I have been to countries in the South Pacific were all of the people are basically the same skin color. Their hair is different textures and their bone and body structures differentiate them and also their Religious Culture. Their difference is Religious and depending on that plus their work ethic they hate each other. In Fiji, like many other countries in that part of the world there are the native peoples, Hindu peoples and Muslim peoples. They each stay within their own groups and serve each other in commerce. Each group look down on the other two groups.
When America started in the largest cities such as New York, Boston and Philadelphia you had and in some case to a lesser degree today groups of people divided by the country they originated from. Within those areas you had division based on which church you went to. Every one worked toward bettering themselves so they could look down upon those around them.

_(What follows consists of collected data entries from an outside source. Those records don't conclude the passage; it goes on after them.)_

use crate::project::ProjectConfig;
use crate::types::Platform;
use chrono::{DateTime, Utc};
use serde::{Deserialize, Serialize};
use std::collections::{BTreeMap, BTreeSet};
use std::fs;
use std::path::{Path, PathBuf};
use thiserror::Error;

/// Token separating a raw lock's header from its artifact list.
pub const EXPLICIT_MARKER: &str = "@EXPLICIT";

const PLATFORM_HEADER: &str = "# platform:";

#[derive(Debug, Error)]
pub enum LockError {
    #[error("lock file I/O error: {0}")]
    Io(#[from] std::io::Error),
    #[error("lock file JSON error: {0}")]
    Json(#[from] serde_json::Error),
    #[error("solver produced no lock for platform '{platform}' (expected {})", path.display())]
    MissingPlatformLock { platform: Platform, path: PathBuf },
    #[error("lock for platform '{0}' contains no artifacts")]
    EmptyPlatformLock(Platform),
    #[error("malformed lock file: {0}")]
    MalformedLockFile(String),
    #[error("lock file {0} has no metadata; supply the package name explicitly")]
    PackageNameRequired(String),
    #[error("lock does not cover platforms: {}", join_platforms(missing))]
    IncompletePlatformCoverage { missing: Vec<Platform> },
    #[error("lock platforms do not match the request: expected [{}], found [{}]", join_platforms(expected), join_platforms(found))]
    PlatformMismatch {
        expected: Vec<Platform>,
        found: Vec<Platform>,
    },
}

fn join_platforms(platforms: &[Platform]) -> String {
    platforms
        .iter()
        .map(Platform::as_str)
        .collect::<Vec<_>>()
        .join(", ")
}

/// Provenance embedded in every combined artifact and rich lock file.
#[derive(Debug, Clone, PartialEq, Eq, Serialize, Deserialize)]
pub struct LockMetadata {
    #[serde(default)]
    pub package_name: Option<String>,
    #[serde(default)]
    pub entry_points: Vec<String>,
    #[serde(default)]
    pub version: Option<String>,
    #[serde(default = "Utc::now")]
    pub created_at: DateTime<Utc>,
}

impl LockMetadata {
    /// Fresh metadata from the current manifest state.
    pub fn for_project(project: &ProjectConfig) -> Self {
        Self {
            package_name: Some(project.package_name.clone()),
            entry_points: project.entry_points(),
            version: Some(project.version.clone()),
            created_at: Utc::now(),
        }
    }
}

/// The persisted multi-platform lock: metadata plus one artifact list per platform.
#[derive(Debug, Clone, PartialEq, Eq, Serialize, Deserialize)]
pub struct CombinedLock {
    pub metadata: LockMetadata,
    pub platform_tar_links: BTreeMap<Platform, Vec<String>>,
}

impl CombinedLock {
    pub fn platforms(&self) -> Vec<Platform> {
        self.platform_tar_links.keys().cloned().collect()
    }

    /// Requested platforms this artifact has no entry for, in request order.
    pub fn missing_platforms(&self, requested: &[Platform]) -> Vec<Platform> {
        let mut missing: Vec<Platform> = Vec::new();
        for p in requested {
            if !self.platform_tar_links.contains_key(p) && !missing.contains(p) {
                missing.push(p.clone());
            }
        }
        missing
    }

    pub fn ensure_covers(&self, requested: &[Platform]) -> Result<(), LockError> {
        let missing = self.missing_platforms(requested);
        if missing.is_empty() {
            Ok(())
        } else {
            Err(LockError::IncompletePlatformCoverage { missing })
        }
    }

    /// Check that the keys equal `requested` exactly and every list is non-empty.
    pub fn validate(&self, requested: &[Platform]) -> Result<(), LockError> {
        let expected: BTreeSet<&Platform> = requested.iter().collect();
        let found: BTreeSet<&Platform> = self.platform_tar_links.keys().collect();
        if expected != found {
            return Err(LockError::PlatformMismatch {
                expected: expected.into_iter().cloned().collect(),
                found: found.into_iter().cloned().collect(),
            });
        }
        for (platform, links) in &self.platform_tar_links {
            if links.is_empty() {
                return Err(LockError::EmptyPlatformLock(platform.clone()));
            }
        }
        Ok(())
    }

    pub fn links(&self, platform: &Platform) -> Result<&[String], LockError> {
        self.platform_tar_links
            .get(platform)
            .map(Vec::as_slice)
            .ok_or_else(|| LockError::IncompletePlatformCoverage {
                missing: vec![platform.clone()],
            })
    }

    /// Render one platform as a standalone explicit lock (without metadata).
    pub fn explicit_lock_for(&self, platform: &Platform) -> Result<String, LockError> {
        let links = self.links(platform)?;
        let mut out = format!("{PLATFORM_HEADER} {platform}\n{EXPLICIT_MARKER}\n");
        for link in links {
            out.push_str(link);
            out.push('\n');
        }
        Ok(out)
    }

    /// Digest over the platform-sorted artifact lists. Metadata is not included,
    /// so relocking the same resolution yields the same digest.
    pub fn content_digest(&self) -> String {
        let mut hasher = blake3::Hasher::new();
        for (platform, links) in &self.platform_tar_links {
            hasher.update(format!("platform:{platform}\n").as_bytes());
            for link in links {
                hasher.update(format!("link:{link}\n").as_bytes());
            }
        }
        hasher.finalize().to_hex().to_string()
    }

    pub fn to_json_pretty(&self) -> Result<String, LockError> {
        Ok(serde_json::to_string_pretty(self)?)
    }

    pub fn from_json_str(content: &str) -> Result<Self, LockError> {
        Ok(serde_json::from_str(content)?)
    }

    pub fn write_to_file(&self, path: impl AsRef<Path>) -> Result<(), LockError> {
        let mut content = self.to_json_pretty()?;
        content.push('\n');
        write_atomic(path.as_ref(), content.as_bytes())?;
        Ok(())
    }

    pub fn read_from_file(path: impl AsRef<Path>) -> Result<Self, LockError> {
        let content = fs::read_to_string(path)?;
        Self::from_json_str(&content)
    }
}

/// Replace `path` with `content` via a synced temp file in the same directory.
pub fn write_atomic(path: &Path, content: &[u8]) -> std::io::Result<()> {
    let dir = match path.parent() {
        Some(parent) if !parent.as_os_str().is_empty() => parent,
        _ => Path::new("."),
    };
    fs::create_dir_all(dir)?;
    let mut tmp = tempfile::NamedTempFile::new_in(dir)?;
    std::io::Write::write_all(&mut tmp, content)?;
    tmp.as_file().sync_all()?;
    tmp.persist(path).map_err(|e| e.error)?;
    // Fsync parent directory to ensure rename durability on power loss.
    if let Ok(f) = fs::File::open(dir) {
        let _ = f.sync_all();
    }
    Ok(())
}

/// The artifact lines following the explicit marker, trimmed, blank lines dropped.
pub fn raw_artifact_lines(text: &str) -> Result<Vec<String>, LockError> {
    let (_, tail) = text.split_once(EXPLICIT_MARKER).ok_or_else(|| {
        LockError::MalformedLockFile(format!("no {EXPLICIT_MARKER} marker found"))
    })?;
    Ok(tail
        .trim()
        .lines()
        .map(str::trim)
        .filter(|l| !l.is_empty())
        .map(str::to_owned)
        .collect())
}

/// The platform named by a raw lock's `# platform: <id>` header line, if any.
pub fn raw_lock_platform(text: &str) -> Option<Platform> {
    text.lines()
        .take_while(|l| l.trim() != EXPLICIT_MARKER)
        .find_map(|l| l.trim().strip_prefix(PLATFORM_HEADER))
        .and_then(Platform::parse)
}

/// Merge the solver's per-platform raw locks in `dir` into one artifact.
///
/// Every requested platform must have a raw lock named after it with at least
/// one artifact; the resulting keys equal the requested set exactly.
pub fn combine_platform_locks(
    dir: &Path,
    platforms: &[Platform],
    metadata: LockMetadata,
) -> Result<CombinedLock, LockError> {
    let mut platform_tar_links = BTreeMap::new();
    for platform in platforms {
        let path = dir.join(platform.raw_lock_file_name());
        if !path.is_file() {
            return Err(LockError::MissingPlatformLock {
                platform: platform.clone(),
                path,
            });
        }
        let text = fs::read_to_string(&path)?;
        let links = raw_artifact_lines(&text).map_err(|e| match e {
            LockError::MalformedLockFile(msg) => {
                LockError::MalformedLockFile(format!("{}: {msg}", path.display()))
            }
            other => other,
        })?;
        if links.is_empty() {
            return Err(LockError::EmptyPlatformLock(platform.clone()));
        }
        platform_tar_links.insert(platform.clone(), links);
    }

    let combined = CombinedLock {
        metadata,
        platform_tar_links,
    };
    combined.validate(platforms)?;
    Ok(combined)
}

#[cfg(test)]
mod tests {
    use super::*;

    fn metadata() -> LockMetadata {
        LockMetadata {
            package_name: Some("demo".to_owned()),
            entry_points: vec!["demo".to_owned()],
            version: Some("0.1.0".to_owned()),
            created_at: Utc::now(),
        }
    }

    fn write_raw(dir: &Path, platform: &str, links: &[&str]) {
        let mut text = format!("# generated\n# platform: {platform}\n@EXPLICIT\n");
        for l in links {
            text.push_str(l);
            text.push('\n');
        }
        fs::write(dir.join(format!("conda-{platform}.lock")), text).unwrap();
    }

    #[test]
    fn combines_requested_platforms() {
        let dir = tempfile::tempdir().unwrap();
        write_raw(dir.path(), "linux-64", &["c/linux-64/python-3.9.7-h0_0.tar.bz2", "c/linux-64/click-8.0.1-py_0.tar.bz2"]);
        write_raw(dir.path(), "osx-64", &["c/osx-64/python-3.9.7-h1_0.tar.bz2"]);
        // not requested, must not appear
        write_raw(dir.path(), "win-64", &["c/win-64/python-3.9.7-h2_0.tar.bz2"]);

        let platforms = vec![Platform::new("linux-64"), Platform::new("osx-64")];
        let combined = combine_platform_locks(dir.path(), &platforms, metadata()).unwrap();
        assert_eq!(combined.platforms(), platforms);
        assert_eq!(combined.platform_tar_links[&Platform::new("linux-64")].len(), 2);
    }

    #[test]
    fn missing_platform_lock_is_reported() {
        let dir = tempfile::tempdir().unwrap();
        write_raw(dir.path(), "linux-64", &["c/x-1-0.tar.bz2"]);
        let err = combine_platform_locks(
            dir.path(),
            &[Platform::new("linux-64"), Platform::new("osx-64")],
            metadata(),
        )
        .unwrap_err();
        assert!(matches!(err, LockError::MissingPlatformLock { ref platform, .. } if platform == "osx-64"));
    }

    #[test]
    fn empty_platform_lock_is_rejected() {
        let dir = tempfile::tempdir().unwrap();
        write_raw(dir.path(), "linux-64", &[]);
        let err = combine_platform_locks(dir.path(), &[Platform::new("linux-64")], metadata())
            .unwrap_err();
        assert!(matches!(err, LockError::EmptyPlatformLock(_)));
    }

    #[test]
    fn raw_lock_without_marker_is_malformed() {
        let dir = tempfile::tempdir().unwrap();
        fs::write(dir.path().join("conda-linux-64.lock"), "just text\n").unwrap();
        let err = combine_platform_locks(dir.path(), &[Platform::new("linux-64")], metadata())
            .unwrap_err();
        assert!(matches!(err, LockError::MalformedLockFile(_)));
    }

    #[test]
    fn json_shape_and_roundtrip() {
        let dir = tempfile::tempdir().unwrap();
        write_raw(dir.path(), "linux-64", &["c/foo-1.0-0.tar.bz2"]);
        let combined =
            combine_platform_locks(dir.path(), &[Platform::new("linux-64")], metadata()).unwrap();

        let path = dir.path().join("out/conda_env.lock.json");
        combined.write_to_file(&path).unwrap();
        let raw: serde_json::Value =
            serde_json::from_str(&fs::read_to_string(&path).unwrap()).unwrap();
        assert_eq!(raw["metadata"]["package_name"], "demo");
        assert!(raw["metadata"]["created_at"].is_string());
        assert_eq!(raw["platform_tar_links"]["linux-64"][0], "c/foo-1.0-0.tar.bz2");

        let loaded = CombinedLock::read_from_file(&path).unwrap();
        assert_eq!(loaded, combined);
    }

    #[test]
    fn coverage_names_missing_platforms() {
        let mut links = BTreeMap::new();
        links.insert(Platform::new("linux-64"), vec!["c/a-1-0.tar.bz2".to_owned()]);
        let combined = CombinedLock {
            metadata: metadata(),
            platform_tar_links: links,
        };
        let err = combined
            .ensure_covers(&[
                Platform::new("osx-64"),
                Platform::new("win-64"),
                Platform::new("linux-64"),
            ])
            .unwrap_err();
        match err {
            LockError::IncompletePlatformCoverage { missing } => {
                assert_eq!(missing, vec![Platform::new("osx-64"), Platform::new("win-64")]);
            }
            other => panic!("unexpected error: {other}"),
        }
    }

    #[test]
    fn digest_ignores_metadata() {
        let mut links = BTreeMap::new();
        links.insert(Platform::new("linux-64"), vec!["c/a-1-0.tar.bz2".to_owned()]);
        let a = CombinedLock {
            metadata: metadata(),
            platform_tar_links: links.clone(),
        };
        let mut b = a.clone();
        b.metadata.version = Some("9.9.9".to_owned());
        assert_eq!(a.content_digest(), b.content_digest());

        b.platform_tar_links
            .insert(Platform::new("linux-64"), vec!["c/a-2-0.tar.bz2".to_owned()]);
        assert_ne!(a.content_digest(), b.content_digest());
    }

    #[test]
    fn explicit_lock_for_platform() {
        let mut links = BTreeMap::new();
        links.insert(Platform::new("osx-64"), vec!["c/a-1-0.tar.bz2".to_owned()]);
        let combined = CombinedLock {
            metadata: metadata(),
            platform_tar_links: links,
        };
        let text = combined.explicit_lock_for(&Platform::new("osx-64")).unwrap();
        assert_eq!(raw_artifact_lines(&text).unwrap(), ["c/a-1-0.tar.bz2"]);
        assert_eq!(raw_lock_platform(&text), Some(Platform::new("osx-64")));
        assert!(combined.explicit_lock_for(&Platform::new("win-64")).is_err());
    }
}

Isn't that the really problem here in America? What is MIne is Mine, I don't want you to have any of it. If you don't look like me I certainly don't want you to have any part of the pie I'm already carving up for me and mine. Your writer friend had it correct but should have made it that no one will give any play in the solutions on poverty until they have taken care of their own privilege.
No it's not very Christian, or Christ Like, or God Like, or what ever. But we find this behavior not just here in America but everywhere. Some places to a lessor degree, some places to a greater degree. I really feel that it is the "God" thing that makes each group of people distrust the other so much. "Your God doesn't like you as much as My God likes me." They can't stand that your god and theirs might actually be the same.
We as a Species need to stop see each other as different, need to quit being so selfish and become a community of people who choose to survive this world together. I'm not so sure that color plays as big a part as god and money.
My 2 cents worth for today.
Bryan R.
Jerral,
I liked John Baker's insights and comments, as well as your own as usual. I must plead guilty along with all the others in our privileged race. I work hard, as I know you and John and folk of like mind do in overcoming prejudice but no one know what it might be like to be of another color living in a culture of white privilege.
Many years ago I read a book called Black Like Me, where a white man found a way to make himself black and live among the black people in order to get some idea of what it is like.
There is a new book out called Birth of a White Nation: The Invention of White People and its Relevance Today, by Jacqueline Battalora--Strategic Book Publishing.